*THE TASK*. Search the records below for the word "TransportError". Copy each line where it occurs.

*MATERIAL FOR THIS TASK*.

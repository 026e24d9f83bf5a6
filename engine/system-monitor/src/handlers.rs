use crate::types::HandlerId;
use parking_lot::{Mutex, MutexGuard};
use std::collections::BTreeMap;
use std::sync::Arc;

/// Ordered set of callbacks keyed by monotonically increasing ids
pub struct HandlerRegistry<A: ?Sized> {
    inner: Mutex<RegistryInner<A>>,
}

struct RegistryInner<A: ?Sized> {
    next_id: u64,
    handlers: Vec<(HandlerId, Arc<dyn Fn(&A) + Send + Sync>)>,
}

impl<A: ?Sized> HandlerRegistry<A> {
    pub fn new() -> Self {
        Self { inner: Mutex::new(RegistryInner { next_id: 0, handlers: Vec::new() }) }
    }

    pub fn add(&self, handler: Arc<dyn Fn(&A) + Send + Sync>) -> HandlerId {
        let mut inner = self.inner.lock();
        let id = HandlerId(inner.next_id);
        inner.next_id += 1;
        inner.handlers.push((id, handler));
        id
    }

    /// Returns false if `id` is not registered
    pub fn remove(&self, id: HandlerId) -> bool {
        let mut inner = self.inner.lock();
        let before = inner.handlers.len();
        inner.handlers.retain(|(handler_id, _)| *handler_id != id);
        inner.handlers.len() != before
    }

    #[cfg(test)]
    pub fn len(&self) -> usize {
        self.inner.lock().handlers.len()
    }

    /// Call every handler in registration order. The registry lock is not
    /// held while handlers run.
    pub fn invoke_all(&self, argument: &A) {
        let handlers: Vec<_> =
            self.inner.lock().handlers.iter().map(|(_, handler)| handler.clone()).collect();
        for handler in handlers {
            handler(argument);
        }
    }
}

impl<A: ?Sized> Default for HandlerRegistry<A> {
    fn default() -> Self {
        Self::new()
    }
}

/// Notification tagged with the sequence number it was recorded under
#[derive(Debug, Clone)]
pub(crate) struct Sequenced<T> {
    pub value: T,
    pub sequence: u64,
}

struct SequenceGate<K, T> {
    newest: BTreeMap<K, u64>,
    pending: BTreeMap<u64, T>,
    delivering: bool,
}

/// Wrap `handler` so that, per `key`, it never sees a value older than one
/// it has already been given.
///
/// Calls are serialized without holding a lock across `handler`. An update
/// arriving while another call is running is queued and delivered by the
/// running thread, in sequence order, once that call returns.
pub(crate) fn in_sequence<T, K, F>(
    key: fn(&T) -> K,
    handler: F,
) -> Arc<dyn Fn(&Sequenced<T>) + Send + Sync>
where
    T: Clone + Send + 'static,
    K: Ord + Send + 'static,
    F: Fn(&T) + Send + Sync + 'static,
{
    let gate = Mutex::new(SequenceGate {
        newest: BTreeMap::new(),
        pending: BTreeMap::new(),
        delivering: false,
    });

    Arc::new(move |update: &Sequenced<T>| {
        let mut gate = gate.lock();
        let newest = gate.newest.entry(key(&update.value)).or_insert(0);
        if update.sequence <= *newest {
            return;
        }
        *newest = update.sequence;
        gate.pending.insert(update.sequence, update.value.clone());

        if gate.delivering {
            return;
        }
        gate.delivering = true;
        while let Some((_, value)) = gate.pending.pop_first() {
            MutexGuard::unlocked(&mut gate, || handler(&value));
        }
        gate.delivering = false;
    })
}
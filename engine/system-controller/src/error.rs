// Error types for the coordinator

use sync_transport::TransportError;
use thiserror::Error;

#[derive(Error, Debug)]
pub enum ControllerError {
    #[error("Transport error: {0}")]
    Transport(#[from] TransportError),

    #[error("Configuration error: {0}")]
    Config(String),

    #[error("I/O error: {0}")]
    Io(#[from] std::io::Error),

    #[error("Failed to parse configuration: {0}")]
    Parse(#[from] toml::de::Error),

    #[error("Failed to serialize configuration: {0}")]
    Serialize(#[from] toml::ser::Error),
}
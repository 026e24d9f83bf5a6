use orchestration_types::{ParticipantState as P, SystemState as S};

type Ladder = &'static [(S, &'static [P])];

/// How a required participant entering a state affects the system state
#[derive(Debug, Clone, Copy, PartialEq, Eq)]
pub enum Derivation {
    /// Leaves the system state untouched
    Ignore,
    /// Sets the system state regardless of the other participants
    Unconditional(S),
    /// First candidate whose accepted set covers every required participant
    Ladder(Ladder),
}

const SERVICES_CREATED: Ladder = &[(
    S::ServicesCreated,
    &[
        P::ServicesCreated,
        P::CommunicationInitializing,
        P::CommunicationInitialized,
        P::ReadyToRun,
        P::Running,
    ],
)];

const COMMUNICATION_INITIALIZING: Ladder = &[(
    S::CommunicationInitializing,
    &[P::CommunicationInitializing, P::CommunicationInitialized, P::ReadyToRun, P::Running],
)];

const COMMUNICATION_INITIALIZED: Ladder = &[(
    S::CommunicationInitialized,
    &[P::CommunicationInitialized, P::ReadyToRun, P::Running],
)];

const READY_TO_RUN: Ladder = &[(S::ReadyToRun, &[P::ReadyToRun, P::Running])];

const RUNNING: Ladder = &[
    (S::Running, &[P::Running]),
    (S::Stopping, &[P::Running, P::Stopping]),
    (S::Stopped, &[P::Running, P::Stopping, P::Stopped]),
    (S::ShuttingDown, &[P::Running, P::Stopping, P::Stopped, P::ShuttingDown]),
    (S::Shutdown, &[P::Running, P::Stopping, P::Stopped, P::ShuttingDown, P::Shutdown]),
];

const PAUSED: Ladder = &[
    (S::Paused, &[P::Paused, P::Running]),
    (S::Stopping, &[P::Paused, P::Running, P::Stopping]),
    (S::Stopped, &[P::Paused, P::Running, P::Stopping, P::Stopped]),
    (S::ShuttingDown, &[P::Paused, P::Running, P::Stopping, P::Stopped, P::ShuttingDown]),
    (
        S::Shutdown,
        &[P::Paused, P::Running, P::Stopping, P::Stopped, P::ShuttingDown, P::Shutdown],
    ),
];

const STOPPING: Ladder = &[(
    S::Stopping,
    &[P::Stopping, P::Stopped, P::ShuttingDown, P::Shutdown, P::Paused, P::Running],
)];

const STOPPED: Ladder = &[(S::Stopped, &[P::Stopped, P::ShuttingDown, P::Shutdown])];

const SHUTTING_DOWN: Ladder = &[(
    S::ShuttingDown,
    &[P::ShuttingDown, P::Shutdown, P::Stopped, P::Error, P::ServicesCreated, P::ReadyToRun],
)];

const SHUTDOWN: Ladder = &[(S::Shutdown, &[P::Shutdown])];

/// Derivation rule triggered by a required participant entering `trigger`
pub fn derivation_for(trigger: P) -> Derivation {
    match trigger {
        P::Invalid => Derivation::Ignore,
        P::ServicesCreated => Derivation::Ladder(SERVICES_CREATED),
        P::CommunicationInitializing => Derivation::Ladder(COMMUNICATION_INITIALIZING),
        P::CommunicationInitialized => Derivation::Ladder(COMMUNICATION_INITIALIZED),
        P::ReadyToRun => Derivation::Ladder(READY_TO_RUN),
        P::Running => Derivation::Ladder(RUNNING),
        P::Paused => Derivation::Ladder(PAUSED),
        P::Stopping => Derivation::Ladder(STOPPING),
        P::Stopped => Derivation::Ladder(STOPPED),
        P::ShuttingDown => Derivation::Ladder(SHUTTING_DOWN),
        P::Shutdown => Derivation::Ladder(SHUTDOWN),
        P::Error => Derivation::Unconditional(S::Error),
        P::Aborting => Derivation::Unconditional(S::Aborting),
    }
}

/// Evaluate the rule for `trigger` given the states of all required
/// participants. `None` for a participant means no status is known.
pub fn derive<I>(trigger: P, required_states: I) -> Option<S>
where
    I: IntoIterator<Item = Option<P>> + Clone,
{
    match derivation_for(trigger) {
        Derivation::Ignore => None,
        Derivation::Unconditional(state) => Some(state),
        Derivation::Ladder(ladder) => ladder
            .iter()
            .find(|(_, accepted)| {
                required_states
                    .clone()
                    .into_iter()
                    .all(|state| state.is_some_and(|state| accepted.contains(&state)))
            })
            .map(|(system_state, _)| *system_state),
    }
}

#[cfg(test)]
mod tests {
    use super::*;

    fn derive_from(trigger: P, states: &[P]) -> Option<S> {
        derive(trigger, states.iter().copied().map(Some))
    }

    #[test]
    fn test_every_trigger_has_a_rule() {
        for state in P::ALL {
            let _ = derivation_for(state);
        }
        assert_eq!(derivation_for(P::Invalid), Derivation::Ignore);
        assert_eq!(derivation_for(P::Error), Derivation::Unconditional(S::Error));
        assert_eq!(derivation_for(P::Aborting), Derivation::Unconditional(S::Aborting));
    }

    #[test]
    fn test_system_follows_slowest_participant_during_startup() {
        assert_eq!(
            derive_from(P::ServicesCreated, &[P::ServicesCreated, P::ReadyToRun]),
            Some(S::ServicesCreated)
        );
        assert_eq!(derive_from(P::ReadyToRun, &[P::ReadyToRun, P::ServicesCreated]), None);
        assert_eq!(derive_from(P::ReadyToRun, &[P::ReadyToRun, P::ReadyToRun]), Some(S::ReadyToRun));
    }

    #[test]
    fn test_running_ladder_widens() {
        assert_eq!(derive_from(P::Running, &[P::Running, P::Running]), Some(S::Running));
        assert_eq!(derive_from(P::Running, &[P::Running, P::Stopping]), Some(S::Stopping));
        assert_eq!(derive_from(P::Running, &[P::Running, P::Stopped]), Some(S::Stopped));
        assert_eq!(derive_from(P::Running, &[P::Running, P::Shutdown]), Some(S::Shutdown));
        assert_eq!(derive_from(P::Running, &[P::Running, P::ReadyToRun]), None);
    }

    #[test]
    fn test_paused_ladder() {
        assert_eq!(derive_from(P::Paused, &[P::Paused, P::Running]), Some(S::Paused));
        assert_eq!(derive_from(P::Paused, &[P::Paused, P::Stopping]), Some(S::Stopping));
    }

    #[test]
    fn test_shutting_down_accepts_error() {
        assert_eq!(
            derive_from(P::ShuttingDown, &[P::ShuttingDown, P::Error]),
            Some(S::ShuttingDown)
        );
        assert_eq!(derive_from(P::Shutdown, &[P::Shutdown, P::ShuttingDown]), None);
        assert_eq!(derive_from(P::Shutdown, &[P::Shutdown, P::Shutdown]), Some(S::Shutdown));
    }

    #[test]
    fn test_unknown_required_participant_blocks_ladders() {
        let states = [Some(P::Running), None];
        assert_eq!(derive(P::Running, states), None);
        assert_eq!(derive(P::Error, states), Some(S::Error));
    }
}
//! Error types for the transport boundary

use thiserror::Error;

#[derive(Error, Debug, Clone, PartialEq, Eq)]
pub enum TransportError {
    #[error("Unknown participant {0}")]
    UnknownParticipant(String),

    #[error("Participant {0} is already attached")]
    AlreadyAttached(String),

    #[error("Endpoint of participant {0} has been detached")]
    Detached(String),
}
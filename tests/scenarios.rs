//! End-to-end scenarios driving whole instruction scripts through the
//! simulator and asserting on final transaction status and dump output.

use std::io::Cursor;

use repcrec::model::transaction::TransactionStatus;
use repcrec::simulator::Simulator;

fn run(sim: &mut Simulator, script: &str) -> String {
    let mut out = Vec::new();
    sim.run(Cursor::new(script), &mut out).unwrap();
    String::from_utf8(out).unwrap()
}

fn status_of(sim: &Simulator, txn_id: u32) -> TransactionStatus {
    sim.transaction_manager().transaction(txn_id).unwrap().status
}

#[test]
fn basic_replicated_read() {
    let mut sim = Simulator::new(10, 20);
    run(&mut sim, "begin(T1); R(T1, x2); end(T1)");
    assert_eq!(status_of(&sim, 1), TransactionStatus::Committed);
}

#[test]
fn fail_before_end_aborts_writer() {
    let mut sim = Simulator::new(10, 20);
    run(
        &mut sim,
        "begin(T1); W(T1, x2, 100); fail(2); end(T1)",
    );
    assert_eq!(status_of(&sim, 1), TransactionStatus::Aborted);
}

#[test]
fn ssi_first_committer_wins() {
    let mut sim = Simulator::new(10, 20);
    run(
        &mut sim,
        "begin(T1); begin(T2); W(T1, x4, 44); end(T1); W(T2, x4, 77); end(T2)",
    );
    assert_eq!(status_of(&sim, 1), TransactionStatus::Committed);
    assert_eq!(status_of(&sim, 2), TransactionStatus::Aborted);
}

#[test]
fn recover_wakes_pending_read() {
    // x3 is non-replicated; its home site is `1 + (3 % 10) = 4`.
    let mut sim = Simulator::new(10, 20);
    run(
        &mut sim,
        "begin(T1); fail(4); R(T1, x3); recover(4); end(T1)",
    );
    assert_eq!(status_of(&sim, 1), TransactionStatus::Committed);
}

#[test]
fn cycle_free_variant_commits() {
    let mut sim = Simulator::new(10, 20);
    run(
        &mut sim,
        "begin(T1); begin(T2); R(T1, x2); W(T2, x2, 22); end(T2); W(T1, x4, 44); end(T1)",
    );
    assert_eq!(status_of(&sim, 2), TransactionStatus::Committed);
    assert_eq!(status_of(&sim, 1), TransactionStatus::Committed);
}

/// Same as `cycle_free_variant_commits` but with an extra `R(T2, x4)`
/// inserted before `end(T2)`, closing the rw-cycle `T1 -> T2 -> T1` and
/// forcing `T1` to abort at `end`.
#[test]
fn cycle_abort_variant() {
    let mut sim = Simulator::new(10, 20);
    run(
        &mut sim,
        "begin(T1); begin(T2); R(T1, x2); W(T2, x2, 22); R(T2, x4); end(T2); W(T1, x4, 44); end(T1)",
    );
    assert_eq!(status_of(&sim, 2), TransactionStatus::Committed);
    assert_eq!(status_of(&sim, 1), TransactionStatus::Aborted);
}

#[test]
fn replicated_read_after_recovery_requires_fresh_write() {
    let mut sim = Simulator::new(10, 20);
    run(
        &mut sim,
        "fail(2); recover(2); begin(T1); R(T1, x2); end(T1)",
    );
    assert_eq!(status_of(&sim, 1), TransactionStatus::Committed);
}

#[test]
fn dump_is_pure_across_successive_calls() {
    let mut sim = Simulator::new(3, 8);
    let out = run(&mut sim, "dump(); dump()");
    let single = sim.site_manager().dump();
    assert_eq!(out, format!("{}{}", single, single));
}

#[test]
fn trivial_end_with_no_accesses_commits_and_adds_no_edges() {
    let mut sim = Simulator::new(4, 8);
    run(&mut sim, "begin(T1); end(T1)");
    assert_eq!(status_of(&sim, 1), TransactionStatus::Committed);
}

*ANSWER TO THIS TASK*.
use sync_transport::TransportError;
    Transport(#[from] TransportError),
pub enum TransportError {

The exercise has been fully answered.